Everyone wanted to be able to say they took care of someone. Can you imagine it? Pretend if you will, just for a moment, if flapping and noises and jumping and groans and the need to run in circles or hug strangers, if these actions signaled this was a person you wanted to be closer to. What if we leaned towards the six foot tall adolescent boy flapping his hands vigorously in front of his eyes, what if children and adults watched him, maybe even tried it and wondered, tried to imagine how it felt for him. Wondered what he saw and felt from his hands and arms moving. What if this was regarded as an ecstatic dance.


Imagine if you will, that every pocket has a tissue and the drool from the corner of a mouth was met with a worldwide instinct to help, to lean in to that face and administer the smallest gesture, a wipe, a dab, a feeling lucky to be so close, to get to take so specific a measure toward a person’s need. 

What would a world look like where a seizure was leaned into with prayer - Let her come out of this. What if when the clerk fell to the floor in Target, his blond buzz cut blooming with blood from where he clipped his head on the counter, what if while he shook a person called for help, another cleared the space for the movement of his body.

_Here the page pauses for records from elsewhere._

//! Streaming JSON array framing
//!
//! The topology export is one JSON array, written element by element and read
//! the same way. [`JsonArrayCodec`] yields each element as soon as its bytes
//! have arrived and insists on the `[` and `]` delimiters: a document that is
//! not strictly bracketed is a protocol error, not an empty result.
//!
//! Elements are expected to be JSON objects or arrays. A bare number split
//! across two reads could otherwise be decoded early.

use bytes::{Buf, BufMut, BytesMut};
use serde::de::DeserializeOwned;
use serde::Serialize;
use std::marker::PhantomData;
use thiserror::Error;
use tokio_util::codec::{Decoder, Encoder};

/// Maximum size of a single array element (16 MB)
pub const MAX_ITEM_SIZE: usize = 16 * 1024 * 1024;

/// Framing errors
#[derive(Debug, Error)]
pub enum FrameError {
    #[error("IO error: {0}")]
    Io(#[from] std::io::Error),
    #[error("expected '[' at start of document, found {0:?}")]
    MissingOpen(char),
    #[error("unexpected {0:?} between array elements")]
    UnexpectedDelimiter(char),
    #[error("data after closing ']'")]
    TrailingData,
    #[error("document ended before closing ']'")]
    Truncated,
    #[error("JSON error: {0}")]
    Json(#[from] serde_json::Error),
    #[error("element too large: {0} bytes buffered (max {MAX_ITEM_SIZE})")]
    TooLarge(usize),
}

#[derive(Clone, Copy, Debug, PartialEq, Eq)]
enum State {
    /// Nothing consumed yet, waiting for `[`
    Open,
    /// After `[`: an element or `]`
    First,
    /// After `,`: an element is required
    Item,
    /// After an element: `,` or `]`
    Next,
    /// After `]`: only whitespace may follow
    Closed,
}

/// Codec for one JSON array streamed element by element
pub struct JsonArrayCodec<T> {
    state: State,
    max_item_size: usize,
    written: bool,
    _item: PhantomData<fn() -> T>,
}

impl<T> JsonArrayCodec<T> {
    /// Create a new codec
    pub fn new() -> Self {
        Self::with_max_item_size(MAX_ITEM_SIZE)
    }

    /// Create a codec with a custom element size cap
    pub fn with_max_item_size(max_item_size: usize) -> Self {
        Self {
            state: State::Open,
            max_item_size,
            written: false,
            _item: PhantomData,
        }
    }

    /// Whether the closing `]` has been decoded
    pub fn is_closed(&self) -> bool {
        self.state == State::Closed
    }

    /// Write the closing delimiter after the last encoded element.
    ///
    /// An encoder that never saw an element still produces `[]`.
    pub fn finish(&mut self, dst: &mut BytesMut) {
        if !self.written {
            dst.put_u8(b'[');
            self.written = true;
        }
        dst.put_u8(b']');
    }
}

impl<T> Default for JsonArrayCodec<T> {
    fn default() -> Self {
        Self::new()
    }
}

impl<T> std::fmt::Debug for JsonArrayCodec<T> {
    fn fmt(&self, f: &mut std::fmt::Formatter<'_>) -> std::fmt::Result {
        f.debug_struct("JsonArrayCodec")
            .field("state", &self.state)
            .field("max_item_size", &self.max_item_size)
            .finish()
    }
}

fn skip_whitespace(src: &mut BytesMut) {
    let ws = src
        .iter()
        .take_while(|b| matches!(b, b' ' | b'\t' | b'\n' | b'\r'))
        .count();
    src.advance(ws);
}

impl<T: DeserializeOwned> JsonArrayCodec<T> {
    fn decode_item(&mut self, src: &mut BytesMut) -> Result<Option<T>, FrameError> {
        let mut items = serde_json::Deserializer::from_slice(&src[..]).into_iter::<T>();
        match items.next() {
            Some(Ok(item)) => {
                let consumed = items.byte_offset();
                src.advance(consumed);
                self.state = State::Next;
                Ok(Some(item))
            }
            Some(Err(err)) if err.is_eof() => {
                if src.len() > self.max_item_size {
                    return Err(FrameError::TooLarge(src.len()));
                }
                Ok(None)
            }
            Some(Err(err)) => Err(FrameError::Json(err)),
            None => Ok(None),
        }
    }
}

impl<T: DeserializeOwned> Decoder for JsonArrayCodec<T> {
    type Item = T;
    type Error = FrameError;

    fn decode(&mut self, src: &mut BytesMut) -> Result<Option<Self::Item>, Self::Error> {
        loop {
            skip_whitespace(src);
            let Some(&next) = src.first() else {
                return Ok(None);
            };

            match self.state {
                State::Open => {
                    if next != b'[' {
                        return Err(FrameError::MissingOpen(next as char));
                    }
                    src.advance(1);
                    self.state = State::First;
                }
                State::First | State::Item => {
                    if next == b']' {
                        if self.state == State::Item {
                            return Err(FrameError::UnexpectedDelimiter(']'));
                        }
                        src.advance(1);
                        self.state = State::Closed;
                        continue;
                    }
                    return self.decode_item(src);
                }
                State::Next => {
                    match next {
                        b',' => self.state = State::Item,
                        b']' => self.state = State::Closed,
                        other => return Err(FrameError::UnexpectedDelimiter(other as char)),
                    }
                    src.advance(1);
                }
                State::Closed => return Err(FrameError::TrailingData),
            }
        }
    }

    fn decode_eof(&mut self, src: &mut BytesMut) -> Result<Option<Self::Item>, Self::Error> {
        if let Some(item) = self.decode(src)? {
            return Ok(Some(item));
        }
        if self.state == State::Closed {
            Ok(None)
        } else {
            Err(FrameError::Truncated)
        }
    }
}

impl<T: Serialize> Encoder<T> for JsonArrayCodec<T> {
    type Error = FrameError;

    fn encode(&mut self, item: T, dst: &mut BytesMut) -> Result<(), Self::Error> {
        dst.put_u8(if self.written { b',' } else { b'[' });
        self.written = true;
        serde_json::to_writer(dst.writer(), &item)?;
        Ok(())
    }
}
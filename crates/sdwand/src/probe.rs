//! Local topology probing
//!
//! [`LocalProbe`] assembles this node's [`TopologySnapshot`] from `ip`,
//! `ethtool`, `wg`, `/proc/net/route` and the kernel hostname. Every section
//! is best effort: a failing command leaves its section empty and logs a
//! warning, so the export never fails because one tool is missing.

use async_trait::async_trait;
use ipnet::{IpNet, Ipv4Net};
use sdwan_core::{
    Identity, IdentityError, Location, NetInterface, Route, TcpMetric, TopologySnapshot,
    TunnelInterface, TunnelPeer,
};
use std::collections::BTreeMap;
use std::net::Ipv4Addr;
use std::path::PathBuf;
use std::process::Stdio;
use std::sync::Arc;
use thiserror::Error;
use tokio::process::Command;
use tracing::{debug, warn};

/// Probe errors
#[derive(Debug, Error)]
pub enum ProbeError {
    #[error("IO error: {0}")]
    Io(#[from] std::io::Error),
    #[error("{program} exited with {status}: {stderr}")]
    Command {
        program: String,
        status: String,
        stderr: String,
    },
    #[error("JSON error: {0}")]
    Json(#[from] serde_json::Error),
    #[error("Cannot parse '{line}': {reason}")]
    Parse { line: String, reason: String },
    #[error("Bad key in tool output: {0}")]
    Identity(#[from] IdentityError),
    #[error("HTTP error: {0}")]
    Http(#[from] reqwest::Error),
}

fn parse_error(line: &str, reason: impl Into<String>) -> ProbeError {
    ProbeError::Parse {
        line: line.to_string(),
        reason: reason.into(),
    }
}

/// Something that can produce this node's current snapshot
#[async_trait]
pub trait SnapshotSource: Send + Sync {
    async fn snapshot(&self) -> TopologySnapshot;
}

/// Runs external programs and returns their stdout
#[async_trait]
pub trait CommandRunner: Send + Sync {
    async fn run(&self, program: &str, args: &[&str]) -> Result<Vec<u8>, ProbeError>;
}

/// [`CommandRunner`] backed by real processes
#[derive(Clone, Copy, Debug, Default)]
pub struct SystemRunner;

#[async_trait]
impl CommandRunner for SystemRunner {
    async fn run(&self, program: &str, args: &[&str]) -> Result<Vec<u8>, ProbeError> {
        let output = Command::new(program)
            .args(args)
            .stdin(Stdio::null())
            .kill_on_drop(true)
            .output()
            .await?;
        if !output.status.success() {
            return Err(ProbeError::Command {
                program: program.to_string(),
                status: output.status.to_string(),
                stderr: String::from_utf8_lossy(&output.stderr).trim().to_string(),
            });
        }
        Ok(output.stdout)
    }
}

/// Parse the text output of `wg show`, keyed by each interface's public key.
///
/// Interfaces without a public key (no private key configured yet) are
/// skipped.
pub fn parse_wg_show(text: &str) -> Result<BTreeMap<Identity, TunnelInterface>, ProbeError> {
    #[derive(Clone, Copy)]
    enum Section {
        None,
        Interface,
        Peer(Identity),
    }

    let mut parsed: Vec<(Option<Identity>, TunnelInterface)> = Vec::new();
    let mut section = Section::None;

    for raw in text.lines() {
        let line = raw.trim();
        if line.is_empty() {
            section = Section::None;
            continue;
        }
        let (key, value) = line
            .split_once(':')
            .ok_or_else(|| parse_error(line, "missing ':'"))?;
        let value = value.trim();

        match (section, key) {
            (_, "interface") => {
                parsed.push((
                    None,
                    TunnelInterface {
                        name: value.to_string(),
                        ..Default::default()
                    },
                ));
                section = Section::Interface;
            }
            (_, "peer") => {
                let (_, interface) = parsed
                    .last_mut()
                    .ok_or_else(|| parse_error(line, "peer before any interface"))?;
                let identity: Identity = value.parse()?;
                interface.peers.insert(identity, TunnelPeer::default());
                section = Section::Peer(identity);
            }
            (Section::None, _) => return Err(parse_error(line, "field outside a section")),
            (Section::Interface, field) => {
                // present whenever the section was opened
                let Some((public_key, interface)) = parsed.last_mut() else {
                    continue;
                };
                match field {
                    "public key" => *public_key = Some(value.parse()?),
                    "listening port" => {
                        interface.listening_port = value
                            .parse()
                            .map_err(|_| parse_error(line, "bad port"))?;
                    }
                    _ => {}
                }
            }
            (Section::Peer(identity), field) => {
                let Some(peer) = parsed
                    .last_mut()
                    .and_then(|(_, interface)| interface.peers.get_mut(&identity))
                else {
                    continue;
                };
                match field {
                    "endpoint" => peer.endpoint = Some(value.to_string()),
                    "allowed ips" => {
                        for cidr in value.split(", ").filter(|s| *s != "(none)") {
                            let net: IpNet = cidr
                                .parse()
                                .map_err(|_| parse_error(line, format!("bad CIDR {}", cidr)))?;
                            peer.allowed_ips.push(net.trunc());
                        }
                    }
                    "latest handshake" => peer.latest_handshake = Some(value.to_string()),
                    "transfer" => {
                        let (received, sent) = value
                            .split_once(", ")
                            .ok_or_else(|| parse_error(line, "expected 'rx, tx'"))?;
                        peer.received = Some(received.trim_end_matches(" received").to_string());
                        peer.sent = Some(sent.trim_end_matches(" sent").to_string());
                    }
                    "persistent keepalive" => {
                        peer.persistent_keepalive = Some(value.to_string())
                    }
                    _ => {}
                }
            }
        }
    }

    Ok(parsed
        .into_iter()
        .filter_map(|(key, interface)| match key {
            Some(key) => Some((key, interface)),
            None => {
                debug!("wg interface {} has no public key", interface.name);
                None
            }
        })
        .collect())
}

fn proc_ipv4(field: &str, line: &str) -> Result<Ipv4Addr, ProbeError> {
    let value =
        u32::from_str_radix(field, 16).map_err(|_| parse_error(line, format!("bad hex {}", field)))?;
    // the kernel prints the network-order word in host byte order
    Ok(Ipv4Addr::from(value.to_ne_bytes()))
}
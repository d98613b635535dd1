//! Durable registry of paired peers
//!
//! Layout on disk, one directory per peer:
//!
//! ```text
//! peers/<fs-safe identity>/address   last known underlay host
//! peers/<fs-safe identity>/ssh       the peer's published SSH keys
//! ```
//!
//! The controller CLI writes the same directory, so the daemon rescans it with
//! [`PeerStore::reload`]. Snapshots received by gossip are kept in memory under
//! the same lock and mirrored into a [`SnapshotStore`] when one is attached.

use crate::storage::{SnapshotStore, StorageError};
use parking_lot::RwLock;
use sdwan_core::{Identity, TopologySnapshot};
use std::collections::BTreeMap;
use std::fs;
use std::io::ErrorKind;
use std::path::{Path, PathBuf};
use std::sync::Arc;
use thiserror::Error;
use tracing::{debug, info, warn};

const ADDRESS_FILE: &str = "address";
const SSH_FILE: &str = "ssh";

/// Peer store errors
#[derive(Debug, Error)]
pub enum StoreError {
    #[error("IO error: {0}")]
    Io(#[from] std::io::Error),
    #[error("Storage error: {0}")]
    Storage(#[from] StorageError),
}

/// Everything known about one paired peer
#[derive(Clone, Debug, PartialEq)]
pub struct PeerRecord {
    pub identity: Identity,
    /// Underlay host recorded at pairing time, without a port
    pub endpoint: Option<String>,
    pub ssh_keys: Option<String>,
    /// Most recent snapshot received for this peer
    pub snapshot: Option<TopologySnapshot>,
}

impl PeerRecord {
    /// `host:port` for the recorded endpoint, bracketing IPv6 literals
    pub fn endpoint_with_port(&self, port: u16) -> Option<String> {
        self.endpoint.as_deref().map(|host| join_host_port(host, port))
    }
}

/// Join a host and port, bracketing IPv6 literals
pub fn join_host_port(host: &str, port: u16) -> String {
    if host.contains(':') {
        format!("[{}]:{}", host, port)
    } else {
        format!("{}:{}", host, port)
    }
}

/// Registry of paired peers
pub struct PeerStore {
    root: PathBuf,
    peers: RwLock<BTreeMap<Identity, PeerRecord>>,
    snapshots: Option<Arc<SnapshotStore>>,
}

impl PeerStore {
    /// Open the peers directory, creating it if needed
    pub fn open(root: impl Into<PathBuf>) -> Result<Self, StoreError> {
        let root = root.into();
        fs::create_dir_all(&root)?;
        let store = Self {
            root,
            peers: RwLock::new(BTreeMap::new()),
            snapshots: None,
        };
        store.reload()?;
        Ok(store)
    }

    /// Attach a snapshot cache and restore cached snapshots of known peers
    pub fn with_snapshots(mut self, snapshots: Arc<SnapshotStore>) -> Result<Self, StoreError> {
        {
            let mut peers = self.peers.write();
            for entry in snapshots.all() {
                let (identity, snapshot) = entry?;
                if let Some(record) = peers.get_mut(&identity) {
                    record.snapshot = Some(snapshot);
                }
            }
        }
        self.snapshots = Some(snapshots);
        Ok(self)
    }

    /// Directory the store lives in
    pub fn root(&self) -> &Path {
        &self.root
    }

    /// Register a peer. Returns `false` and changes nothing when the peer is
    /// already known.
    pub fn register(
        &self,
        identity: Identity,
        endpoint: Option<&str>,
        ssh_keys: Option<&str>,
    ) -> Result<bool, StoreError> {
        let mut peers = self.peers.write();
        if peers.contains_key(&identity) {
            debug!("Peer {} already registered", identity.short());
            return Ok(false);
        }

        let dir = self.root.join(identity.to_path());
        fs::create_dir_all(&dir)?;
        if let Some(host) = endpoint {
            fs::write(dir.join(ADDRESS_FILE), format!("{}\n", host))?;
        }
        if let Some(keys) = ssh_keys {
            fs::write(dir.join(SSH_FILE), keys)?;
        }

        peers.insert(
            identity,
            PeerRecord {
                identity,
                endpoint: endpoint.map(str::to_string),
                ssh_keys: ssh_keys.map(str::to_string),
                snapshot: None,
            },
        );
        info!("Registered peer {}", identity);
        Ok(true)
    }

    /// All known peers, ordered by identity
    pub fn list(&self) -> Vec<PeerRecord> {
        self.peers.read().values().cloned().collect()
    }

    /// Identities of all known peers
    pub fn identities(&self) -> Vec<Identity> {
        self.peers.read().keys().copied().collect()
    }

    pub fn get(&self, identity: &Identity) -> Option<PeerRecord> {
        self.peers.read().get(identity).cloned()
    }

    pub fn contains(&self, identity: &Identity) -> bool {
        self.peers.read().contains_key(identity)
    }

    pub fn len(&self) -> usize {
        self.peers.read().len()
    }

    pub fn is_empty(&self) -> bool {
        self.peers.read().is_empty()
    }

    /// Replace the snapshot held for a known peer.
    ///
    /// Returns `false` for identities that were never paired; their snapshot
    /// is not stored.
    pub fn record_snapshot(
        &self,
        identity: &Identity,
        snapshot: TopologySnapshot,
    ) -> Result<bool, StoreError> {
        {
            let mut peers = self.peers.write();
            let Some(record) = peers.get_mut(identity) else {
                return Ok(false);
            };
            if let Some(cache) = &self.snapshots {
                cache.put(identity, &snapshot)?;
            }
            record.snapshot = Some(snapshot);
        }
        Ok(true)
    }

    /// Every stored snapshot, ordered by identity
    pub fn snapshots(&self) -> Vec<(Identity, TopologySnapshot)> {
        self.peers
            .read()
            .values()
            .filter_map(|record| record.snapshot.clone().map(|s| (record.identity, s)))
            .collect()
    }

    /// Rescan the peers directory. Newly found peers are added, recorded
    /// endpoints and keys of known peers are refreshed. Returns the new
    /// identities.
    pub fn reload(&self) -> Result<Vec<Identity>, StoreError> {
        let mut found = Vec::new();
        for entry in fs::read_dir(&self.root)? {
            let entry = entry?;
            if !entry.file_type()?.is_dir() {
                continue;
            }
            let name = entry.file_name();
            let name = name.to_string_lossy();
            let identity = match Identity::from_path(&name) {
                Ok(identity) => identity,
                Err(e) => {
                    warn!("Skipping peer directory '{}': {}", name, e);
                    continue;
                }
            };
            let endpoint = read_optional(&entry.path().join(ADDRESS_FILE))?
                .map(|text| text.trim().to_string())
                .filter(|host| !host.is_empty());
            let ssh_keys = read_optional(&entry.path().join(SSH_FILE))?;
            found.push((identity, endpoint, ssh_keys));
        }

        let mut added = Vec::new();
        let mut peers = self.peers.write();
        for (identity, endpoint, ssh_keys) in found {
            match peers.get_mut(&identity) {
                Some(record) => {
                    record.endpoint = endpoint;
                    record.ssh_keys = ssh_keys;
                }
                None => {
                    let snapshot = match &self.snapshots {
                        Some(cache) => cache.get(&identity)?,
                        None => None,
                    };
                    peers.insert(
                        identity,
                        PeerRecord {
                            identity,
                            endpoint,
                            ssh_keys,
                            snapshot,
                        },
                    );
                    added.push(identity);
                }
            }
        }
        if !added.is_empty() {
            debug!("Found {} new peers in {}", added.len(), self.root.display());
        }
        Ok(added)
    }
}

fn read_optional(path: &Path) -> Result<Option<String>, StoreError> {
    match fs::read_to_string(path) {
        Ok(text) => Ok(Some(text)),
        Err(e) if e.kind() == ErrorKind::NotFound => Ok(None),
        Err(e) => Err(e.into()),
    }
}
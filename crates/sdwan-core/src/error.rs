//! Error types for the core crate

use thiserror::Error;

/// Result type alias using our Error
pub type Result<T> = std::result::Result<T, Error>;

/// Core error types
#[derive(Debug, Error)]
pub enum Error {
    /// Malformed identity text
    #[error("identity error: {0}")]
    Identity(#[from] crate::identity::IdentityError),

    /// Address derivation invoked with invalid arguments
    #[error("address error: {0}")]
    Address(#[from] crate::address::AddressError),
}
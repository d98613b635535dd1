//! Key material: the WireGuard private key and published SSH keys
//!
//! A node's identity is the X25519 public key of its WireGuard private key.

use rand::rngs::OsRng;
use sdwan_core::{Identity, IdentityError};
use std::fs;
use std::io::Write;
use std::path::{Path, PathBuf};
use thiserror::Error;
use tracing::{debug, info, warn};
use x25519_dalek::{PublicKey, StaticSecret};

/// Key errors
#[derive(Debug, Error)]
pub enum KeyError {
    #[error("IO error on {path}: {source}")]
    Io {
        path: PathBuf,
        source: std::io::Error,
    },
    #[error("Malformed private key in {path}: {source}")]
    Malformed {
        path: PathBuf,
        source: IdentityError,
    },
    #[error("Refusing to overwrite existing key {0}")]
    Exists(PathBuf),
    #[error("No readable SSH public keys in {0}")]
    NoSshKeys(PathBuf),
}

fn io_error(path: &Path) -> impl FnOnce(std::io::Error) -> KeyError + '_ {
    move |source| KeyError::Io {
        path: path.to_path_buf(),
        source,
    }
}

/// Identity belonging to a private key
pub fn identity_of(secret: &StaticSecret) -> Identity {
    Identity::from_bytes(PublicKey::from(secret).to_bytes())
}

/// Load a base64 WireGuard private key
pub fn load_private_key(path: &Path) -> Result<StaticSecret, KeyError> {
    let text = fs::read_to_string(path).map_err(io_error(path))?;
    // same 44-character base64 shape as a public identity
    let raw: Identity = text.parse().map_err(|source| KeyError::Malformed {
        path: path.to_path_buf(),
        source,
    })?;
    Ok(StaticSecret::from(*raw.as_bytes()))
}

/// Load the node identity from its private key file
pub fn load_identity(path: &Path) -> Result<Identity, KeyError> {
    let identity = identity_of(&load_private_key(path)?);
    debug!("Derived identity {} from {}", identity, path.display());
    Ok(identity)
}

/// Write a fresh private key (mode 0600) and return its identity
pub fn generate_private_key(path: &Path, force: bool) -> Result<Identity, KeyError> {
    if path.exists() && !force {
        return Err(KeyError::Exists(path.to_path_buf()));
    }
    if let Some(parent) = path.parent() {
        fs::create_dir_all(parent).map_err(io_error(parent))?;
    }

    let secret = StaticSecret::random_from_rng(OsRng);
    let text = Identity::from_bytes(secret.to_bytes()).to_base64();

    let mut options = fs::OpenOptions::new();
    options.write(true).create(true).truncate(true);
    #[cfg(unix)]
    {
        use std::os::unix::fs::OpenOptionsExt;
        options.mode(0o600);
    }
    let mut file = options.open(path).map_err(io_error(path))?;
    writeln!(file, "{}", text).map_err(io_error(path))?;

    let identity = identity_of(&secret);
    info!("Wrote new private key to {} (identity {})", path.display(), identity);
    Ok(identity)
}

/// Concatenate every `*.pub` file in `dir`, in name order
pub fn load_ssh_keys(dir: &Path) -> Result<String, KeyError> {
    let mut paths: Vec<PathBuf> = fs::read_dir(dir)
        .map_err(io_error(dir))?
        .filter_map(|entry| entry.ok().map(|e| e.path()))
        .filter(|path| path.extension().is_some_and(|ext| ext == "pub"))
        .collect();
    paths.sort();

    let mut keys = String::new();
    for path in &paths {
        match fs::read_to_string(path) {
            Ok(key) => {
                keys.push_str(&key);
                if !key.ends_with('\n') {
                    keys.push('\n');
                }
            }
            Err(e) => warn!("Error reading {}: {}", path.display(), e),
        }
    }

    if keys.is_empty() {
        return Err(KeyError::NoSshKeys(dir.to_path_buf()));
    }
    info!("Found {} SSH public keys in {}", paths.len(), dir.display());
    Ok(keys)
}

#[cfg(test)]
mod tests {
    use super::*;
    use base64::engine::general_purpose::STANDARD;
    use base64::Engine;
    use tempfile::tempdir;

    fn unhex(s: &str) -> Vec<u8> {
        (0..s.len())
            .step_by(2)
            .map(|i| u8::from_str_radix(&s[i..i + 2], 16).unwrap())
            .collect()
    }

    #[test]
    fn test_identity_matches_x25519_vector() {
        // RFC 7748 section 6.1, Alice
        let private = unhex("77076d0a7318a57d3c16c17251b26645df4c2f87ebc0992ab177fba51db92c2a");
        let public = unhex("8520f0098930a754748b7ddcb43ef75a0dbf3a0d26381af4eba4a98eaa9b4e6a");

        let dir = tempdir().unwrap();
        let path = dir.path().join("private");
        fs::write(&path, format!("{}\n", STANDARD.encode(&private))).unwrap();

        let identity = load_identity(&path).unwrap();
        assert_eq!(identity.as_bytes().as_slice(), public.as_slice());
    }

    #[test]
    fn test_generate_then_load() {
        let dir = tempdir().unwrap();
        let path = dir.path().join("wireguard").join("private");

        let generated = generate_private_key(&path, false).unwrap();
        assert_eq!(load_identity(&path).unwrap(), generated);

        #[cfg(unix)]
        {
            use std::os::unix::fs::PermissionsExt;
            let mode = fs::metadata(&path).unwrap().permissions().mode();
            assert_eq!(mode & 0o777, 0o600);
        }

        assert!(matches!(
            generate_private_key(&path, false),
            Err(KeyError::Exists(_))
        ));
        assert_ne!(generate_private_key(&path, true).unwrap(), generated);
    }

    #[test]
    fn test_malformed_key_rejected() {
        let dir = tempdir().unwrap();
        let path = dir.path().join("private");
        fs::write(&path, "not a key").unwrap();
        assert!(matches!(load_identity(&path), Err(KeyError::Malformed { .. })));
    }

    #[test]
    fn test_ssh_keys_concatenated() {
        let dir = tempdir().unwrap();
        fs::write(dir.path().join("id_b.pub"), "ssh-ed25519 BBBB b@host\n").unwrap();
        fs::write(dir.path().join("id_a.pub"), "ssh-ed25519 AAAA a@host").unwrap();
        fs::write(dir.path().join("id_a"), "PRIVATE").unwrap();

        let keys = load_ssh_keys(dir.path()).unwrap();
        assert_eq!(keys, "ssh-ed25519 AAAA a@host\nssh-ed25519 BBBB b@host\n");
    }

    #[test]
    fn test_no_ssh_keys_is_an_error() {
        let dir = tempdir().unwrap();
        assert!(matches!(load_ssh_keys(dir.path()), Err(KeyError::NoSshKeys(_))));
    }
}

What if no colleague screamed they couldn’t handle this and cried like it was a trauma happening to them. Like he in his seizure was doing something wrong.

What if everyone touched his cheek or pant leg once he was on the gurney, still unconscious but breathing, and said We love you, we got you. What if when he regained consciousness, he knew the whole store had held him, gotten him to safety.

What if the next day in the local paper there was an update. What if people who had been at Target thought about him and were relieved when the paper reported: Family contacted. Stable. What if people had looked for this in the paper because it was normal to report, normal to worry and hope for strangers. 

Imagine I never had to change my 16-year-old daughter’s pull up on a Wegmans Grocery store bathroom floor. Imagine there was infrastructure for adult bodies that need a space for this, a diaper and a person to help.

Imagine when I was struggling it was normal to ask for help.

Imagine never saying you were fine when an undertow of depression had you by the ankles. 

Imagine naps were normal.

Imagine if all the things and ways our bodies needed us to care were seen as the most important thing. 

Because the poets reminded us we are going to die

Because every day alive is alive.

Because days and breaths are a limited resource.

So we protected it, cherished it. Pretend for a moment we loved each other. All of us.

Elvina is a mother, writer, and athlete. She has two children, one of whom is disabled and has intractable epilepsy. This parenting experience informs her writing and advocacy work. Elvina is in the Memoir Incubator at Grubstreet. She is a certified Wild Writing teacher and offers classes in Brave Writing, a generative free write practice. She is a MacDowell Fellow and a graduate of Smith College.